Can an arts festival highlight spatial inequalities while celebrating the resistance of marginalised communities?

“I live in South West Delhi,” was my curt and quick response to anyone who would ask me where I lived when I went to college. Even though my college was in a city far away from Samalkha—an urban village on the Delhi-Haryana border—I knew that the cultural and structural underpinnings of the place I called home were far away from the imagination of Delhi. How would the narrow lanes lined with open drains where sunlight competes with the cluster of wires to touch the ground, compete with the immaculately planned and shaded roads of Lutyens’ Delhi or even the old streets of Chandni Chowk which at least had history to atone for. The urban villages of Delhi are an embarrassment, an abrasion in the story of Delhi. These villages which have existed for centuries, are neither part of Delhi’s history nor its future. 
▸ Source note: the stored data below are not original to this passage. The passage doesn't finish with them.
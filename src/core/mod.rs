/// Admin password check and per-user sessions
pub mod access;
/// Revenue aggregates, pending collections and payments
pub mod billing;
/// Rental contract data and PDF layout
pub mod contract;
/// Customer registration and documents
pub mod customer;
/// Headline counters, rental chart and activity feed
pub mod dashboard;
/// Car registration and status
pub mod fleet;
/// Currency and date formatting
pub mod format;
/// Service records and monthly spend
pub mod maintenance;
/// Rental pricing and lifecycle
pub mod rental;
Afsana, an animation film being projected on the buildings of Natwar Parekh Colony. Photo: Tejinder Singh Khamkha

It took many years of development and spatial justice work with urban marginalised communities to come to terms with my own cultural and spatial marginalisation that arose from being born on the other side of the ‘Lal Dora’. However, I had the advantage of caste and religion in a fast-changing India which allowed me to transgress the margins and claim space in the mainstream. As I write this from my living room in a posh suburban neighbourhood in Mumbai, I wonder what and how long it will take for the communities I work with to claim the mainstream, or rather alter it to bring the mainstream into the margins. This is the story of one such community. 
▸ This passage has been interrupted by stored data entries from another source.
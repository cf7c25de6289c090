//! Billing Discord commands - revenue summary, pending collections, payments and WhatsApp
//! reminders.

// Inner module to suppress missing_docs warnings for poise macro-generated code
mod inner {
    #![allow(missing_docs)]

    use crate::{
        bot::{BotData, handlers::autocomplete},
        core::{
            billing,
            format::{
                DISCORD_MESSAGE_LIMIT, LIST_TEXT_LIMIT, format_currency, format_date,
                format_progress_bar, format_timestamp, join_within_budget, truncate_chars,
            },
            rental,
        },
        errors::{Error, Result},
    };
    use std::fmt::Write;

    /// Entries shown by `/billing pending` and `/billing history` before truncating.
    const LIST_LIMIT: usize = 15;

    fn pending_entry(p: &billing::PendingRental) -> String {
        format!(
            "**#{}** {} · {}\n  Pago {} de {} · deve **{}**\n  {}",
            p.rental.id,
            truncate_chars(&p.rental.customer_name, LIST_TEXT_LIMIT),
            truncate_chars(p.car_model(), LIST_TEXT_LIMIT),
            format_currency(p.rental.paid_amount),
            format_currency(p.rental.total_amount),
            format_currency(p.balance_due()),
            format_progress_bar(p.progress(), None)
        )
    }

    fn history_line(record: &billing::PaymentRecord) -> String {
        format!(
            "{} · **{}** · {} · {} ({})",
            format_timestamp(record.payment.payment_date),
            format_currency(record.payment.amount),
            truncate_chars(&record.payment.payment_method, LIST_TEXT_LIMIT),
            truncate_chars(
                record.customer_name.as_deref().unwrap_or("Cliente removido"),
                LIST_TEXT_LIMIT
            ),
            truncate_chars(record.car_model.as_deref().unwrap_or("veículo"), LIST_TEXT_LIMIT)
        )
    }

    /// Manage collections and payments.
    #[poise::command(
        slash_command,
        subcommands(
            "billing_summary",
            "billing_pending",
            "billing_history",
            "billing_pay",
            "billing_remind",
            "billing_details"
        ),
        subcommand_required
    )]
    pub async fn billing(_ctx: poise::Context<'_, BotData, Error>) -> Result<()> {
        Ok(())
    }

    /// Shows expected, received and pending revenue.
    #[poise::command(slash_command, rename = "summary")]
    pub async fn billing_summary(ctx: poise::Context<'_, BotData, Error>) -> Result<()> {
        let stats = billing::fetch_billing_stats(&ctx.data().database).await?;
        let progress = billing::payment_progress(stats.received, stats.expected);

        let mut response = String::from("💰 **Resumo Financeiro**\n\n");
        writeln!(&mut response, "📈 Receita esperada: **{}**", format_currency(stats.expected))?;
        writeln!(&mut response, "✅ Recebido: **{}**", format_currency(stats.received))?;
        writeln!(&mut response, "⏳ A receber: **{}**", format_currency(stats.pending))?;
        writeln!(&mut response, "\n{}", format_progress_bar(progress, Some(20)))?;

        ctx.say(response).await?;
        Ok(())
    }

    /// Lists rentals with an open balance.
    #[poise::command(slash_command, rename = "pending")]
    pub async fn billing_pending(ctx: poise::Context<'_, BotData, Error>) -> Result<()> {
        let pending = billing::pending_rentals(&ctx.data().database).await?;

        if pending.is_empty() {
            ctx.say("🎉 Nenhuma cobrança pendente.").await?;
            return Ok(());
        }

        let header = format!("⏳ **Cobranças Pendentes** ({})\n\n", pending.len());
        let lines: Vec<String> = pending.iter().map(pending_entry).collect();
        let response = join_within_budget(&header, &lines, LIST_LIMIT, DISCORD_MESSAGE_LIMIT);

        ctx.say(response).await?;
        Ok(())
    }

    /// Lists registered payments, newest first.
    #[poise::command(slash_command, rename = "history")]
    pub async fn billing_history(ctx: poise::Context<'_, BotData, Error>) -> Result<()> {
        let history = billing::payment_history(&ctx.data().database).await?;

        if history.is_empty() {
            ctx.say("📜 Nenhum pagamento registrado.").await?;
            return Ok(());
        }

        let header = format!("📜 **Histórico de Pagamentos** ({})\n\n", history.len());
        let lines: Vec<String> = history.iter().map(history_line).collect();
        let response = join_within_budget(&header, &lines, LIST_LIMIT, DISCORD_MESSAGE_LIMIT);

        ctx.say(response).await?;
        Ok(())
    }

    /// Registers a payment against a rental.
    #[poise::command(slash_command, rename = "pay")]
    pub async fn billing_pay(
        ctx: poise::Context<'_, BotData, Error>,
        #[description = "Aluguel com saldo pendente"]
        #[autocomplete = "autocomplete::autocomplete_pending_rental"]
        rental_id: i64,
        #[description = "Valor recebido"] amount: f64,
        #[description = "Forma de pagamento"]
        #[autocomplete = "autocomplete::autocomplete_payment_method"]
        method: Option<String>,
    ) -> Result<()> {
        let data = ctx.data();
        let method = method.unwrap_or_else(|| data.settings.billing.default_method().to_string());

        let payment = billing::register_payment(&data.database, rental_id, amount, &method).await?;
        let details = rental::get_rental_details(&data.database, rental_id).await?;
        let balance = billing::outstanding_balance(&details.rental);

        let mut response = format!(
            "✅ Pagamento de **{}** ({}) registrado para {} · {}.",
            format_currency(payment.amount),
            payment.payment_method,
            details.rental.customer_name,
            details.car_label()
        );
        if balance > 0.0 {
            write!(&mut response, "\n⏳ Saldo restante: {}", format_currency(balance))?;
        } else if balance < 0.0 {
            write!(
                &mut response,
                "\n⚠️ Pago {} acima do total do aluguel.",
                format_currency(-balance)
            )?;
        } else {
            write!(&mut response, "\n🎉 Aluguel quitado!")?;
        }

        ctx.say(response).await?;
        Ok(())
    }

    /// Builds a WhatsApp collection reminder for a rental with an open balance.
    #[poise::command(slash_command, rename = "remind")]
    pub async fn billing_remind(
        ctx: poise::Context<'_, BotData, Error>,
        #[description = "Aluguel com saldo pendente"]
        #[autocomplete = "autocomplete::autocomplete_pending_rental"]
        rental_id: i64,
    ) -> Result<()> {
        let details = rental::get_rental_details(&ctx.data().database, rental_id).await?;
        let rental = &details.rental;

        if billing::outstanding_balance(rental) <= 0.0 {
            ctx.say(format!("✅ O aluguel #{rental_id} não possui saldo pendente."))
                .await?;
            return Ok(());
        }

        let car_model = details.car.as_ref().map_or("veículo", |car| car.model.as_str());
        let message = billing::collection_message(rental, car_model);
        let link = billing::whatsapp_link(&rental.customer_phone, &message);

        ctx.say(format!(
            "💬 **Lembrete para {}**\n\n> {}\n\n[Abrir no WhatsApp]({})",
            rental.customer_name, message, link
        ))
        .await?;
        Ok(())
    }

    /// Shows a rental's balance and every payment registered against it.
    #[poise::command(slash_command, rename = "details")]
    pub async fn billing_details(
        ctx: poise::Context<'_, BotData, Error>,
        #[description = "Aluguel"]
        #[autocomplete = "autocomplete::autocomplete_rental"]
        rental_id: i64,
    ) -> Result<()> {
        let db = &ctx.data().database;
        let details = rental::get_rental_details(db, rental_id).await?;
        let payments = billing::payments_for_rental(db, rental_id).await?;
        let rental = &details.rental;

        let mut header = format!(
            "🧾 **Aluguel #{}** · {} · {}\n{} até {}\n\n",
            rental.id,
            truncate_chars(&rental.customer_name, LIST_TEXT_LIMIT),
            truncate_chars(&details.car_label(), LIST_TEXT_LIMIT),
            format_date(rental.start_date),
            format_date(rental.end_date)
        );
        writeln!(&mut header, "Total: **{}**", format_currency(rental.total_amount))?;
        writeln!(&mut header, "Pago: **{}**", format_currency(rental.paid_amount))?;
        writeln!(
            &mut header,
            "Saldo: **{}**",
            format_currency(billing::outstanding_balance(rental))
        )?;
        writeln!(
            &mut header,
            "{}\n",
            format_progress_bar(
                billing::payment_progress(rental.paid_amount, rental.total_amount),
                None
            )
        )?;

        let response = if payments.is_empty() {
            header + "_Nenhum pagamento registrado._"
        } else {
            let lines: Vec<String> = payments
                .iter()
                .map(|payment| {
                    format!(
                        "• {} · {} · {}",
                        format_timestamp(payment.payment_date),
                        format_currency(payment.amount),
                        truncate_chars(&payment.payment_method, LIST_TEXT_LIMIT)
                    )
                })
                .collect();
            join_within_budget(&header, &lines, lines.len(), DISCORD_MESSAGE_LIMIT)
        };

        ctx.say(response).await?;
        Ok(())
    }

    #[cfg(test)]
    mod tests {
        use super::*;
        use crate::entities::{RentalStatus, payment, rental as rental_entity};
        use chrono::{NaiveDate, Utc};

        fn pending(id: i64) -> billing::PendingRental {
            billing::PendingRental {
                rental: rental_entity::Model {
                    id,
                    customer_id: 1,
                    car_id: 1,
                    customer_name: "Maria Aparecida dos Santos Oliveira".to_string(),
                    customer_phone: "11987654321".to_string(),
                    start_date: NaiveDate::from_ymd_opt(2024, 3, 1).unwrap_or_default(),
                    end_date: NaiveDate::from_ymd_opt(2024, 3, 14).unwrap_or_default(),
                    total_amount: 1300.0,
                    paid_amount: 100.0,
                    status: RentalStatus::Active,
                    created_at: Utc::now(),
                },
                car: None,
            }
        }

        #[test]
        fn test_pending_and_history_stay_within_message_limit() {
            let rentals: Vec<billing::PendingRental> = (1..=40).map(pending).collect();
            let lines: Vec<String> = rentals.iter().map(pending_entry).collect();
            let response = join_within_budget("⏳ **Cobranças Pendentes** (40)\n\n", &lines, LIST_LIMIT, DISCORD_MESSAGE_LIMIT);
            assert!(response.chars().count() <= DISCORD_MESSAGE_LIMIT);
            assert!(response.contains("_… e mais "));

            let records: Vec<billing::PaymentRecord> = (1..=40)
                .map(|id| billing::PaymentRecord {
                    payment: payment::Model {
                        id,
                        rental_id: id,
                        amount: 1250.5,
                        payment_method: "Cartão de Crédito".to_string(),
                        payment_date: Utc::now(),
                    },
                    customer_name: Some("Maria Aparecida dos Santos Oliveira".to_string()),
                    car_model: None,
                })
                .collect();
            let lines: Vec<String> = records.iter().map(history_line).collect();
            let response = join_within_budget("📜 **Histórico de Pagamentos** (40)\n\n", &lines, LIST_LIMIT, DISCORD_MESSAGE_LIMIT);
            assert!(response.chars().count() <= DISCORD_MESSAGE_LIMIT);
            assert!(response.ends_with("_… e mais 25_\n"));
        }
    }
}

// Re-export all commands
pub use inner::*;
I first visited Govandi in 2018 when I joined the Community Design Agency (CDA), a collaborative design practice that seeks to improve the built habitat of underserved communities. Sandhya Naidu, Founder of CDA had already established a project in Natwar Parekh Colony, a resettlement and rehabilitation (R&R) settlement built by the Mumbai Metropolitan Region Development Authority (MMRDA) to house the population displaced by the infrastructure improvement projects that happened in the city of Mumbai in the first decade of this millennium. Thousands of people were relocated overnight in a bid to ‘beautify’ and gentrify central and more serviced parts of the city of Mumbai, pushing them to the margins, into housing units which mimic chicken shelters in their planning and design. As someone who has studied architecture, I can assure you that places like Natwar Parekh Colony are not a result of poor planning, but are a result of dehumanising policies which allow for such atrocity to be built through special permissions and relaxations. More than 25,000 people live in Natwar Parekh Colony today in homes that are no bigger than 225 square feet, and often, most of these homes remain untouched by sunlight and wind. 
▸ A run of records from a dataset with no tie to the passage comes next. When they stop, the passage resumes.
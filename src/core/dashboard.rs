//! Dashboard figures: headline counters, the seven-day rental chart and the activity feed.

use crate::{
    core::{
        fleet,
        maintenance::{self, MaintenanceEntry},
        rental::{self, RentalDetails},
    },
    entities::{CarStatus, Rental, RentalStatus, rental as rental_entity},
    errors::Result,
};
use chrono::{DateTime, Datelike, Duration, NaiveDate, Utc, Weekday};
use sea_orm::{QuerySelect, prelude::*};

/// Days shown in the rental chart.
pub const CHART_DAYS: usize = 7;
/// Entries of each kind considered for the activity feed.
pub const RECENT_PER_KIND: usize = 3;
/// Entries shown in the activity feed.
pub const DEFAULT_ACTIVITY_LIMIT: usize = 5;

/// Headline counters.
#[derive(Debug, Clone, Copy, PartialEq, Default)]
pub struct DashboardStats {
    /// Rentals with status `active`
    pub active_rentals: u64,
    /// Σ `paid_amount` across all rentals
    pub total_revenue: f64,
    /// Cars with status `available`
    pub available_cars: u64,
    /// Cars with status `maintenance`
    pub cars_in_maintenance: u64,
}

/// Kind of event in the activity feed.
#[derive(Debug, Clone, Copy, PartialEq, Eq)]
pub enum ActivityKind {
    /// A rental was opened
    Rental,
    /// A service was recorded
    Maintenance,
}

/// One line of the activity feed.
#[derive(Debug, Clone, PartialEq, Eq)]
pub struct ActivityItem {
    /// What happened
    pub kind: ActivityKind,
    /// When it was registered
    pub timestamp: DateTime<Utc>,
    /// Car the event is about
    pub subject: String,
    /// Rest of the sentence
    pub detail: String,
}

impl ActivityItem {
    /// Feed line for a newly opened rental.
    #[must_use]
    pub fn from_rental(details: &RentalDetails) -> Self {
        Self {
            kind: ActivityKind::Rental,
            timestamp: details.rental.created_at,
            subject: details.car_label(),
            detail: format!("alugado para {}", details.rental.customer_name),
        }
    }

    /// Feed line for a recorded service.
    #[must_use]
    pub fn from_maintenance(entry: &MaintenanceEntry) -> Self {
        Self {
            kind: ActivityKind::Maintenance,
            timestamp: entry.log.created_at,
            subject: entry.car_label(),
            detail: format!(
                "{}: {}",
                entry.log.kind.label().to_uppercase(),
                entry.log.description
            ),
        }
    }
}

/// Loads the headline counters.
pub async fn fetch_stats(db: &DatabaseConnection) -> Result<DashboardStats> {
    let active_rentals = rental::count_rentals_with_status(db, RentalStatus::Active).await?;
    let available_cars = fleet::count_cars_with_status(db, CarStatus::Available).await?;
    let cars_in_maintenance = fleet::count_cars_with_status(db, CarStatus::Maintenance).await?;

    let paid: Vec<f64> = Rental::find()
        .select_only()
        .column(rental_entity::Column::PaidAmount)
        .into_tuple()
        .all(db)
        .await?;

    Ok(DashboardStats {
        active_rentals,
        total_revenue: paid.iter().sum(),
        available_cars,
        cars_in_maintenance,
    })
}

/// Counts rentals created on each of the last seven UTC days, oldest first.
///
/// The last bucket is `today`. Timestamps outside the window are ignored.
#[must_use]
pub fn daily_rental_counts(created_at: &[DateTime<Utc>], today: NaiveDate) -> [u32; CHART_DAYS] {
    let mut buckets = [0_u32; CHART_DAYS];
    for timestamp in created_at {
        let days_ago = usize::try_from((today - timestamp.date_naive()).num_days())
            .ok()
            .filter(|days| *days < CHART_DAYS);
        if let Some(days_ago) = days_ago {
            buckets[CHART_DAYS - 1 - days_ago] += 1;
        }
    }
    buckets
}

/// Loads rental creation times for the chart window ending `today`.
pub async fn fetch_daily_rental_counts(
    db: &DatabaseConnection,
    today: NaiveDate,
) -> Result<[u32; CHART_DAYS]> {
    // CHART_DAYS is a small constant
    #[allow(clippy::cast_possible_wrap)]
    let first_day = today - Duration::days(CHART_DAYS as i64 - 1);
    let window_start = first_day.and_hms_opt(0, 0, 0).unwrap_or_default().and_utc();

    let created_at: Vec<DateTime<Utc>> = Rental::find()
        .select_only()
        .column(rental_entity::Column::CreatedAt)
        .filter(rental_entity::Column::CreatedAt.gte(window_start))
        .into_tuple()
        .all(db)
        .await?;

    Ok(daily_rental_counts(&created_at, today))
}

/// Short Portuguese weekday name used under the chart bars.
#[must_use]
pub const fn weekday_label(weekday: Weekday) -> &'static str {
    match weekday {
        Weekday::Mon => "Seg",
        Weekday::Tue => "Ter",
        Weekday::Wed => "Qua",
        Weekday::Thu => "Qui",
        Weekday::Fri => "Sex",
        Weekday::Sat => "Sáb",
        Weekday::Sun => "Dom",
    }
}

/// Pairs each chart bucket with the weekday it covers, oldest first.
#[must_use]
pub fn label_daily_counts(
    counts: &[u32; CHART_DAYS],
    today: NaiveDate,
) -> Vec<(&'static str, u32)> {
    counts
        .iter()
        .enumerate()
        .map(|(index, &count)| {
            // index < CHART_DAYS
            #[allow(clippy::cast_possible_wrap)]
            let day = today - Duration::days((CHART_DAYS - 1 - index) as i64);
            (weekday_label(day.weekday()), count)
        })
        .collect()
}

/// Merges the latest rentals and services into one feed, newest first.
///
/// Only the [`RECENT_PER_KIND`] newest entries of each kind take part.
#[must_use]
pub fn merge_recent_activity(
    mut rentals: Vec<ActivityItem>,
    mut maintenance: Vec<ActivityItem>,
    limit: usize,
) -> Vec<ActivityItem> {
    rentals.sort_by(|a, b| b.timestamp.cmp(&a.timestamp));
    maintenance.sort_by(|a, b| b.timestamp.cmp(&a.timestamp));
    rentals.truncate(RECENT_PER_KIND);
    maintenance.truncate(RECENT_PER_KIND);

    let mut merged: Vec<ActivityItem> = rentals.into_iter().chain(maintenance).collect();
    merged.sort_by(|a, b| b.timestamp.cmp(&a.timestamp));
    merged.truncate(limit);
    merged
}

/// Loads and merges the activity feed.
pub async fn recent_activity(db: &DatabaseConnection, limit: usize) -> Result<Vec<ActivityItem>> {
    let per_kind = RECENT_PER_KIND as u64;
    let rentals = rental::list_recent_rentals(db, per_kind)
        .await?
        .iter()
        .map(ActivityItem::from_rental)
        .collect();
    let services = maintenance::list_recent_logs(db, per_kind)
        .await?
        .iter()
        .map(ActivityItem::from_maintenance)
        .collect();

    Ok(merge_recent_activity(rentals, services, limit))
}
Scenes from the lantern parade which was the outcome of the collaboration with Bristol (UK) based Lamplighters Arts CIC. Photo: Tejinder Singh Khamkha

Research done by IIT Bombay and Doctors For You in 2016  found abnormally high cases of tuberculosis in settlements like Natwar Parekh Colony. The colony is also in close vicinity of the city’s dumping ground and the largest medical incinerator which further deteriorates the quality of life. Parveen Shaikh, Housing Rights Activists and Community Leader, who works closely with us on all CDA-led initiatives jokes often that she is in a hurry to bring change to her neighbourhood because she is well past the projected life expectancy of 39 years in Govandi. Her concerns wrapped in layers of humour expose the layers of vulnerabilities and fragilities of working-class communities in India’s financial capital.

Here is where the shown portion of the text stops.